16 Sep 2024, Stefan Ritt, Bug Report, Crash using ODB watch
|
The answer is in the error message: „Object went out of scope“. When your frontent_init() exits, the odb objects are destroyed. When you get a callback, it‘s linked to the
destroyed object. This is like if you have a local string and pass a reference to that string in the return of the function.

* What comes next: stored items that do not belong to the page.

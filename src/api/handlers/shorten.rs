//! Handlers for link creation and batch validation.

use axum::{Json, extract::State, http::StatusCode};
use serde_json::json;
use validator::Validate;

use crate::api::dto::link::LinkResponse;
use crate::api::dto::shorten::{
    BatchSummary, ShortenRequest, ShortenResponse, ShortenResultItem, SingleShortenRequest,
    ValidateResponse,
};
use crate::application::services::{BatchOutcome, BatchReport};
use crate::domain::entities::{NewLink, Validity, ValidityUnit};
use crate::error::AppError;
use crate::state::AppState;

/// Creates short links for a batch of URLs.
///
/// # Endpoint
///
/// `POST /api/shorten`
///
/// # Request Body
///
/// ```json
/// {
///   "urls": [
///     { "url": "https://example.com", "validity_minutes": 10, "shortcode": "promo" },
///     { "url": "https://rust-lang.org" }
///   ]
/// }
/// ```
///
/// `validity_minutes` and `shortcode` are optional; blank values count as
/// absent.
///
/// # Batch Processing
///
/// The whole batch is validated first. If any row is invalid, nothing is
/// registered and the response is 400 with the per-row report in
/// `error.details`. Otherwise each row is registered in order; a row whose
/// shortcode is taken by an existing link fails on its own.
///
/// # Response
///
/// ```json
/// {
///   "summary": { "total": 2, "successful": 2, "failed": 0 },
///   "items": [
///     {
///       "url": "https://example.com",
///       "short_id": "promo",
///       "short_url": "http://localhost:3000/promo",
///       "expires_at": "2026-03-01T12:10:00Z"
///     }
///   ]
/// }
/// ```
pub async fn shorten_handler(
    State(state): State<AppState>,
    Json(payload): Json<ShortenRequest>,
) -> Result<Json<ShortenResponse>, AppError> {
    let requests = payload.into_creation_requests();

    let results = match state
        .registry
        .create_batch(&requests, ValidityUnit::Minutes)
    {
        BatchOutcome::Rejected(report) => return Err(rejected(report)),
        BatchOutcome::Processed(results) => results,
    };

    let total = results.len();
    let mut items = Vec::with_capacity(total);
    let mut successful = 0;
    let mut failed = 0;

    for item in results {
        match item.result {
            Ok(link) => {
                successful += 1;
                items.push(ShortenResultItem::Success {
                    url: link.target_url,
                    short_url: state.short_url(&link.short_id),
                    short_id: link.short_id,
                    expires_at: link.expires_at,
                });
            }
            Err(err) => {
                failed += 1;
                items.push(ShortenResultItem::Error {
                    url: item.request.url,
                    error: err.to_error_info(),
                });
            }
        }
    }

    Ok(Json(ShortenResponse {
        summary: BatchSummary {
            total,
            successful,
            failed,
        },
        items,
    }))
}

/// Creates one short link with validity in days.
///
/// # Endpoint
///
/// `POST /api/shorten/single`
///
/// # Request Body
///
/// ```json
/// { "url": "https://example.com", "validity_days": 7, "shortcode": "docs" }
/// ```
///
/// # Errors
///
/// - 400 if the URL, validity or shortcode is malformed
/// - 409 if the shortcode is already registered
/// - 503 if no free identifier could be generated
pub async fn shorten_single_handler(
    State(state): State<AppState>,
    Json(payload): Json<SingleShortenRequest>,
) -> Result<(StatusCode, Json<LinkResponse>), AppError> {
    let payload = payload.normalize();
    payload.validate()?;

    let mut new_link = NewLink::new(payload.url);
    if let Some(days) = payload.validity_days {
        let validity = Validity::days(days).ok_or_else(|| {
            AppError::bad_request("Enter positive number", json!({ "validity_days": days }))
        })?;
        new_link = new_link.with_validity(validity);
    }
    if let Some(code) = payload.shortcode {
        new_link = new_link.with_preferred_code(code);
    }

    let link = state.registry.create(new_link)?;
    let short_url = state.short_url(&link.short_id);

    Ok((
        StatusCode::CREATED,
        Json(LinkResponse::from_link(link, short_url, state.registry.now())),
    ))
}

/// Validates a batch without registering anything.
///
/// # Endpoint
///
/// `POST /api/validate`
///
/// Always 200; `all_valid` tells whether `POST /api/shorten` would accept
/// the same body.
pub async fn validate_handler(
    State(state): State<AppState>,
    Json(payload): Json<ShortenRequest>,
) -> Json<ValidateResponse> {
    let requests = payload.into_creation_requests();
    let report = state.registry.validate(&requests, ValidityUnit::Minutes);

    Json(ValidateResponse {
        max_batch_size: state.registry.max_batch_size(),
        report,
    })
}

/// Turns a failed validation report into a 400 carrying the report.
fn rejected(report: BatchReport) -> AppError {
    let message = match &report.batch_error {
        Some(err) => err.to_string(),
        None => format!(
            "{} of {} URLs are invalid",
            report.invalid_items(),
            report.items.len()
        ),
    };

    match serde_json::to_value(&report) {
        Ok(details) => AppError::bad_request(message, details),
        Err(e) => AppError::internal(
            "Failed to serialize validation report",
            json!({ "reason": e.to_string() }),
        ),
    }
}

Use a global object (bad) or use „new“ (potential memory leak). I would use a global structure which holds all odb objects.
Stefan
>
> last week I was running MIDAS with the commit 3ad98c5. Today I updated MIDAS and now all my watch functions are crashing. Attached I have a minimal example frontend of the problem.
>
> In our software we have two functions one which sets up the ODB values of the frontend and another one which sets up all watch functions. So overall we connect two time to the ODB during fronend_init one time to create the values and one time to create the watch. In the example code a simple version of this setup is shown:
>
> INT frontend_init() {
>
> cm_msg(MINFO, "frontend_init() setup", "Test FE");
>
> odb settings = {
> {"Test", 123},
> {"sub", {}}
> };
> settings.connect_and_fix_structure("/Equipment/Test FE/Settings");
> // settings.watch(watch); <-- this works without segmentation fault
>
> odb new_settings("/Equipment/Test FE/Settings");
> new_settings.watch(watch); // <-- here I am getting a segmentation fault
>
> return CM_SUCCESS;
> }
>
> When I directly set the watch everything runs fine however, when I create a new ODB object and use this one to set a watch I am getting the following segmentation fault:
>
> Process 18474 stopped
> * thread #1, queue = 'com.apple.main-thread', stop reason = EXC_BAD_ACCESS (code=1, address=0x34)
> frame #0: 0x000000010004fa38 test_fe`midas::odb::watch_callback(hDB=<unavailable>, hKey=<unavailable>, index=0, info=0x00006000002001c0) at odbxx.cxx:96:25 [opt]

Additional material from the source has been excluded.